Go through the data below and copy each line where the word "const" occurs.

..............................

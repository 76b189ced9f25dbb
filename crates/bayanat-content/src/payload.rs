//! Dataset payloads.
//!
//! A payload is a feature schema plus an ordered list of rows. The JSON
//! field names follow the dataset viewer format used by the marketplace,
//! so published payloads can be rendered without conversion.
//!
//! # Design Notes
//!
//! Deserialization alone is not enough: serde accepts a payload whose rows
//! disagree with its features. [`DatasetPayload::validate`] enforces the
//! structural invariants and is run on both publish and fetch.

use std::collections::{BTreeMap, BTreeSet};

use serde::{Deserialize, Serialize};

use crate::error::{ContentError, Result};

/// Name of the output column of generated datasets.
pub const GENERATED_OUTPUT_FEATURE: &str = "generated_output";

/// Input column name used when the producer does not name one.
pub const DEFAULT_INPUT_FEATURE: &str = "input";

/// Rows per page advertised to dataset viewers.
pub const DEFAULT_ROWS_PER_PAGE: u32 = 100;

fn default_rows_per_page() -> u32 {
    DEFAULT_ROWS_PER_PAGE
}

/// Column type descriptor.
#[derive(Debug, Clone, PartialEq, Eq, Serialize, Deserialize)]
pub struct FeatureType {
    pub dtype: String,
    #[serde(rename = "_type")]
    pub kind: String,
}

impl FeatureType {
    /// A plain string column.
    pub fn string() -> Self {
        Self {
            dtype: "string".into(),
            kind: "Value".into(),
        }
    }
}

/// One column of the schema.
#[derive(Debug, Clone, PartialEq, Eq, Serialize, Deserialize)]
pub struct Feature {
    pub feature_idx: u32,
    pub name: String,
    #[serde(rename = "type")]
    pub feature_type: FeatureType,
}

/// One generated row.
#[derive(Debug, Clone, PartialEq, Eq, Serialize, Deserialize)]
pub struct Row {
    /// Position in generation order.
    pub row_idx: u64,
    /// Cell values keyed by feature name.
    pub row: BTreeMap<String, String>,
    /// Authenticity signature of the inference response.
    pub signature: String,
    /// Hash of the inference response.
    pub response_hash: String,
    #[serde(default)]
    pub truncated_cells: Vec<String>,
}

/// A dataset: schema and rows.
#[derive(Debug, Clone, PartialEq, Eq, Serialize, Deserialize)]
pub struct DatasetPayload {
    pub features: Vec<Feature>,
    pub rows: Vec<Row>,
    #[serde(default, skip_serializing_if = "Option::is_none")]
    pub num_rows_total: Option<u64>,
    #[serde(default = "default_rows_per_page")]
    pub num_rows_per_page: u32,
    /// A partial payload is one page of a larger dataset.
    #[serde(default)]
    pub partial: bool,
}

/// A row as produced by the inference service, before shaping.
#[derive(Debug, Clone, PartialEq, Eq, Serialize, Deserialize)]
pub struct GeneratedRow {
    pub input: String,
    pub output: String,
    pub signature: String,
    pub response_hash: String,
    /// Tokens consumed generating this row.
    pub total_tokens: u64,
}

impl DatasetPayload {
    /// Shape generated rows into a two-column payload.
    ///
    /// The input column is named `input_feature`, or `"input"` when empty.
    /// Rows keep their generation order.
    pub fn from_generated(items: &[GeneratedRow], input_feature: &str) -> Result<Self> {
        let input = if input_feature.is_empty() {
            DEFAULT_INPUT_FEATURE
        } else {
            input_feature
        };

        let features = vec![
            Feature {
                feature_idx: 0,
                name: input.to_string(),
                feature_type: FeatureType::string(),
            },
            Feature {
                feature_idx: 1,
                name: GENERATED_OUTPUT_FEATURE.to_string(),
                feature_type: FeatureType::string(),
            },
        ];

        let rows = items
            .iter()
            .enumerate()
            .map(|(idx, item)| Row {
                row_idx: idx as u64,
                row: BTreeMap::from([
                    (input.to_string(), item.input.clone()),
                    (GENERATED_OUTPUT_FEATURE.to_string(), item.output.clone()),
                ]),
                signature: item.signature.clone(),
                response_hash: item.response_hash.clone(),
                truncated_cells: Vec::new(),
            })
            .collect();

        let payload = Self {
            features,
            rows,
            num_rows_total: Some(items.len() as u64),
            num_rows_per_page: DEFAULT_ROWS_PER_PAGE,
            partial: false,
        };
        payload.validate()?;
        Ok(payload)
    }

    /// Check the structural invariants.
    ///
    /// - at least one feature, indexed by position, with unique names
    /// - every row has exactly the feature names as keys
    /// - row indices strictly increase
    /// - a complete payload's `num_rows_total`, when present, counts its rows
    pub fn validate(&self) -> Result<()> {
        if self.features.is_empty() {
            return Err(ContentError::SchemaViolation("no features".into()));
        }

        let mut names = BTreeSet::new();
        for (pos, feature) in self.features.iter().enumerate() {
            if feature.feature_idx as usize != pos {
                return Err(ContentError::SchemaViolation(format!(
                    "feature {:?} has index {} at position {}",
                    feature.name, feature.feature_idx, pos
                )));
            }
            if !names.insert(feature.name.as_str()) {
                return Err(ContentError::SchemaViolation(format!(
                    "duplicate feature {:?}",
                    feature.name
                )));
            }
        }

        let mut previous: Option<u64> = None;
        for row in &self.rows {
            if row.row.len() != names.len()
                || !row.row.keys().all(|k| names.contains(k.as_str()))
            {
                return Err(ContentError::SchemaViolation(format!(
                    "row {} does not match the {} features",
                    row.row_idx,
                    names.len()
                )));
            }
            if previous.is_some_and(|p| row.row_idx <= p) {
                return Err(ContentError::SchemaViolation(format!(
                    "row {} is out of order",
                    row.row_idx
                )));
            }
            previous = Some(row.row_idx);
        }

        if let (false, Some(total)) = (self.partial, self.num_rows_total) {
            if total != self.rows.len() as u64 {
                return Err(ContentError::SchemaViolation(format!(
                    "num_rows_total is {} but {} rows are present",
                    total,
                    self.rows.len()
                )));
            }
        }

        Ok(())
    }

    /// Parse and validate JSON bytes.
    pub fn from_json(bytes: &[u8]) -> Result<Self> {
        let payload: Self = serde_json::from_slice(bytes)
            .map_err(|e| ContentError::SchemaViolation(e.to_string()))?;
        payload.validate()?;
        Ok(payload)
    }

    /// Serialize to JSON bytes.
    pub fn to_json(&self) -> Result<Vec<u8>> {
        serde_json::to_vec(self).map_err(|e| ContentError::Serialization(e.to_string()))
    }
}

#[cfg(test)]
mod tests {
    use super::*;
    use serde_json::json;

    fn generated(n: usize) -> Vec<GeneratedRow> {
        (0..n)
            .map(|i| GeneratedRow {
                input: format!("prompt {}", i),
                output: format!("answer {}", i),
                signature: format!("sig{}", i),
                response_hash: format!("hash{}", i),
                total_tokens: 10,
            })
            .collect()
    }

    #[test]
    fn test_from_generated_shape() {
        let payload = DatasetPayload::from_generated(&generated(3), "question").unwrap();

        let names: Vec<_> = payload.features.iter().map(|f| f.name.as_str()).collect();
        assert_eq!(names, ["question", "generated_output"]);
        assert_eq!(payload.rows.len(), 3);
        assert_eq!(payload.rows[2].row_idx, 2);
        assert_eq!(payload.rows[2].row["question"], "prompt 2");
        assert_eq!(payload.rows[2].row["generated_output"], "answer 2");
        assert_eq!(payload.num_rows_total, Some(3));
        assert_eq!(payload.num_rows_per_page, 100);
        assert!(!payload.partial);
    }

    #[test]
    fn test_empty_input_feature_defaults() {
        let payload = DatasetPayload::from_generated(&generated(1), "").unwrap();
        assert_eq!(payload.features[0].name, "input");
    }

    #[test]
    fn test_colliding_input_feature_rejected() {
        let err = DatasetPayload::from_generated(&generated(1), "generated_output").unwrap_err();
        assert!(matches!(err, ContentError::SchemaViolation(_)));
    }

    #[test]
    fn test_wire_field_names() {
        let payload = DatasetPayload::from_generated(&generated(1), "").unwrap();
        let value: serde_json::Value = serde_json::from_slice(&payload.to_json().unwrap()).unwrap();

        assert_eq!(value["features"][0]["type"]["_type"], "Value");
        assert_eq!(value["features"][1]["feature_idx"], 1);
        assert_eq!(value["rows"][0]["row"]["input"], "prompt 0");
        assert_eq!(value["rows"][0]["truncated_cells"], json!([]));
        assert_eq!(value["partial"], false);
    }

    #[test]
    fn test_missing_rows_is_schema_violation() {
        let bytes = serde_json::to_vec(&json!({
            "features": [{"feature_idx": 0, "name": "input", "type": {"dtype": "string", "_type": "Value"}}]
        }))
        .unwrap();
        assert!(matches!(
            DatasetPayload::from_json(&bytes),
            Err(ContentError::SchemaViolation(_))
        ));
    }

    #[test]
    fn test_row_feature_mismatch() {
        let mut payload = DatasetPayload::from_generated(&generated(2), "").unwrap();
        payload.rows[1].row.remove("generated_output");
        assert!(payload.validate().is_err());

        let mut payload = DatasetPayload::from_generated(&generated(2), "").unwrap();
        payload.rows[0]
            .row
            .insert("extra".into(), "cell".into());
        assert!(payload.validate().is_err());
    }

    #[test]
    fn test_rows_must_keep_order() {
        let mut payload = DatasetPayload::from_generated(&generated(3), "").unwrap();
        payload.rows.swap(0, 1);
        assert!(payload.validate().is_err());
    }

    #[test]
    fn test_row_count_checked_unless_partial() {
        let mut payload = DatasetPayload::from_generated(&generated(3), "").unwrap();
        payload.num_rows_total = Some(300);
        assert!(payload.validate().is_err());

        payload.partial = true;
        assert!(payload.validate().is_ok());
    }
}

..............................

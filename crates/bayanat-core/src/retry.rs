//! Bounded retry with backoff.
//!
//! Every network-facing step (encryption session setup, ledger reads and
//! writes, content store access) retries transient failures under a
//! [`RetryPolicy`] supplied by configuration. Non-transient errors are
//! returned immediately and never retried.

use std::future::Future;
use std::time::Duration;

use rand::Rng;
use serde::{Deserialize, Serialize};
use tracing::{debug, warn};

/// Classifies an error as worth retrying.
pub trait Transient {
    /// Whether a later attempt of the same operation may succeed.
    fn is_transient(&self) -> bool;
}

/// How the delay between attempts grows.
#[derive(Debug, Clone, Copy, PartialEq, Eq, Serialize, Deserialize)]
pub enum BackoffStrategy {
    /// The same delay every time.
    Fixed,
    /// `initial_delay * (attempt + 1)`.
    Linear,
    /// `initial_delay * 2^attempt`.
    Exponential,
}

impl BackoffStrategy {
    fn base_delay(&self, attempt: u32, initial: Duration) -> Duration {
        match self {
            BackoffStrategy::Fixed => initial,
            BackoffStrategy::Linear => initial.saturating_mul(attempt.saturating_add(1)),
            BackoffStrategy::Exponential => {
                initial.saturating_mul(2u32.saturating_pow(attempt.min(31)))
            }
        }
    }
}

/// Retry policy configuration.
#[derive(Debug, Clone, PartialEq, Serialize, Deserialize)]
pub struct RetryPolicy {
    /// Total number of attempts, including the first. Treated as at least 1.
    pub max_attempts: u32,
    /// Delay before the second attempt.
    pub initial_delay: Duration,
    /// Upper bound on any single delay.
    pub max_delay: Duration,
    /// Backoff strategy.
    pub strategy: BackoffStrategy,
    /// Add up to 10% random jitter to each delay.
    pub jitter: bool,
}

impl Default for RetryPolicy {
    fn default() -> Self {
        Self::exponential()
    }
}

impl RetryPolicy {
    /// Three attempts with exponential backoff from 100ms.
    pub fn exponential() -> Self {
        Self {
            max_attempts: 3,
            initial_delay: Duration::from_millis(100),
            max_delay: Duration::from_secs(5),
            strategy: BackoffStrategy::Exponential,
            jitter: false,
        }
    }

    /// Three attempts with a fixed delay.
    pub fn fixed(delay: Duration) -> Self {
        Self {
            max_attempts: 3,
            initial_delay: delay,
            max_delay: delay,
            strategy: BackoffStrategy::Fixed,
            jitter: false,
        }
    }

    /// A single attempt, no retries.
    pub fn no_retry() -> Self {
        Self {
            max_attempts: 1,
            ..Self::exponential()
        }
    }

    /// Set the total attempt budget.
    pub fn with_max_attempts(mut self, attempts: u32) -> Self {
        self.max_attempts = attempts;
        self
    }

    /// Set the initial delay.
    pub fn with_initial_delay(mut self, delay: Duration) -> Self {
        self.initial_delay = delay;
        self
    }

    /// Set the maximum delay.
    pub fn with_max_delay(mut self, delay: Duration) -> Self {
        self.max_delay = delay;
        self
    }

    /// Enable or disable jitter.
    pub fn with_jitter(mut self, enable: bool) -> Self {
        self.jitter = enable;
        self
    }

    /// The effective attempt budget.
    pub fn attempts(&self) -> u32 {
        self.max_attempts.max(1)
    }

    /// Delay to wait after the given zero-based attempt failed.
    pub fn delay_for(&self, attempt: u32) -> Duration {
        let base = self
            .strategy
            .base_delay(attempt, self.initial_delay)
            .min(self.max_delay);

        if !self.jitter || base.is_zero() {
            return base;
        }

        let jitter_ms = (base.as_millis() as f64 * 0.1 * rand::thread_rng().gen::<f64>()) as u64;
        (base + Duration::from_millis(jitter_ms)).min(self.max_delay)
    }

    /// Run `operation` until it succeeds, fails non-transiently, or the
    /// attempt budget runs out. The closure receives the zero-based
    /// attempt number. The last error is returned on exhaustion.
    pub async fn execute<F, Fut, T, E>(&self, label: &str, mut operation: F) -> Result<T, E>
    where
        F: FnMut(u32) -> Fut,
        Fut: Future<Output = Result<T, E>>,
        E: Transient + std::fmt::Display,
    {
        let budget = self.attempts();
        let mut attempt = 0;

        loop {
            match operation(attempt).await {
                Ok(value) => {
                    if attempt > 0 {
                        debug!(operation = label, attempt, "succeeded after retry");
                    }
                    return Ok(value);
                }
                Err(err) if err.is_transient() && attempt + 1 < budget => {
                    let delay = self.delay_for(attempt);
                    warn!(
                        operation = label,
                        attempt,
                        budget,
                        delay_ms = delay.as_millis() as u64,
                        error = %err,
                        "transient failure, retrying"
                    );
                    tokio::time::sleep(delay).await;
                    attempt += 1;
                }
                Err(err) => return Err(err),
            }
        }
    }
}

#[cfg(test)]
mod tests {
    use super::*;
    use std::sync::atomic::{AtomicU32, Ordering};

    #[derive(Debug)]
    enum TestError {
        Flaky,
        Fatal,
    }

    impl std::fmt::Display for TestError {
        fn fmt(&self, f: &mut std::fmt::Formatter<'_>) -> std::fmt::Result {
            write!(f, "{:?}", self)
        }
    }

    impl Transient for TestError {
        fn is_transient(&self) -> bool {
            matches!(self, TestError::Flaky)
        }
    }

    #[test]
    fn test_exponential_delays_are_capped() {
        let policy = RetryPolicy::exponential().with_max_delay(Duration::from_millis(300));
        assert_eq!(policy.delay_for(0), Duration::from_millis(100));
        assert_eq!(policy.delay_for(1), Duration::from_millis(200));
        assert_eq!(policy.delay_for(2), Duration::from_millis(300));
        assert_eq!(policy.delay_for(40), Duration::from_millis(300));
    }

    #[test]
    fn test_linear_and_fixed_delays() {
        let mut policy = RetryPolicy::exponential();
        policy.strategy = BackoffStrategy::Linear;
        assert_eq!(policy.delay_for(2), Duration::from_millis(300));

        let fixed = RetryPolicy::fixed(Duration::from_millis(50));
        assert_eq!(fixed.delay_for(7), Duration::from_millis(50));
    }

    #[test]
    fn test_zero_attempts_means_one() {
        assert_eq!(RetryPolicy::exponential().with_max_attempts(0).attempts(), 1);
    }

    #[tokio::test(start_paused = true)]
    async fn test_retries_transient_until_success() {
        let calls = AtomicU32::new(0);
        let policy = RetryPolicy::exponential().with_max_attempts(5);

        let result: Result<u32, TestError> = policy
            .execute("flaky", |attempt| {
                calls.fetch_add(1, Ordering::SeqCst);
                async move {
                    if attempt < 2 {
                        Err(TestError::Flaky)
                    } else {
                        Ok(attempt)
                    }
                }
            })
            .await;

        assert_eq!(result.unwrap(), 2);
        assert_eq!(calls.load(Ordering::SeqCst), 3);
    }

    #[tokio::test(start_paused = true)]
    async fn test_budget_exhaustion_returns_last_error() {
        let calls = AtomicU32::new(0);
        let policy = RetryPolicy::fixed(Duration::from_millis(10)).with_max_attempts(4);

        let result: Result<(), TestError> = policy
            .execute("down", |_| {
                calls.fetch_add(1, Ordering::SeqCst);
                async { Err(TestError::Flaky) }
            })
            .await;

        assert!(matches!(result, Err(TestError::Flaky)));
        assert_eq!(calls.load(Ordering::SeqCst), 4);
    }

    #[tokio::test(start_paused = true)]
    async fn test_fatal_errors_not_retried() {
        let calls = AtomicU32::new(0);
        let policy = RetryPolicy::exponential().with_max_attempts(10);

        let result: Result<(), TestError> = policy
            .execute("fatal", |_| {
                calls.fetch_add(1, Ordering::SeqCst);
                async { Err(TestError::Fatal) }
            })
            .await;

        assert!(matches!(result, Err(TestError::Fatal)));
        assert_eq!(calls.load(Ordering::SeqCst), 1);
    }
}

..............................

Task response:
pub const GENERATED_OUTPUT_FEATURE: &str = "generated_output";
pub const DEFAULT_INPUT_FEATURE: &str = "input";
pub const DEFAULT_ROWS_PER_PAGE: u32 = 100;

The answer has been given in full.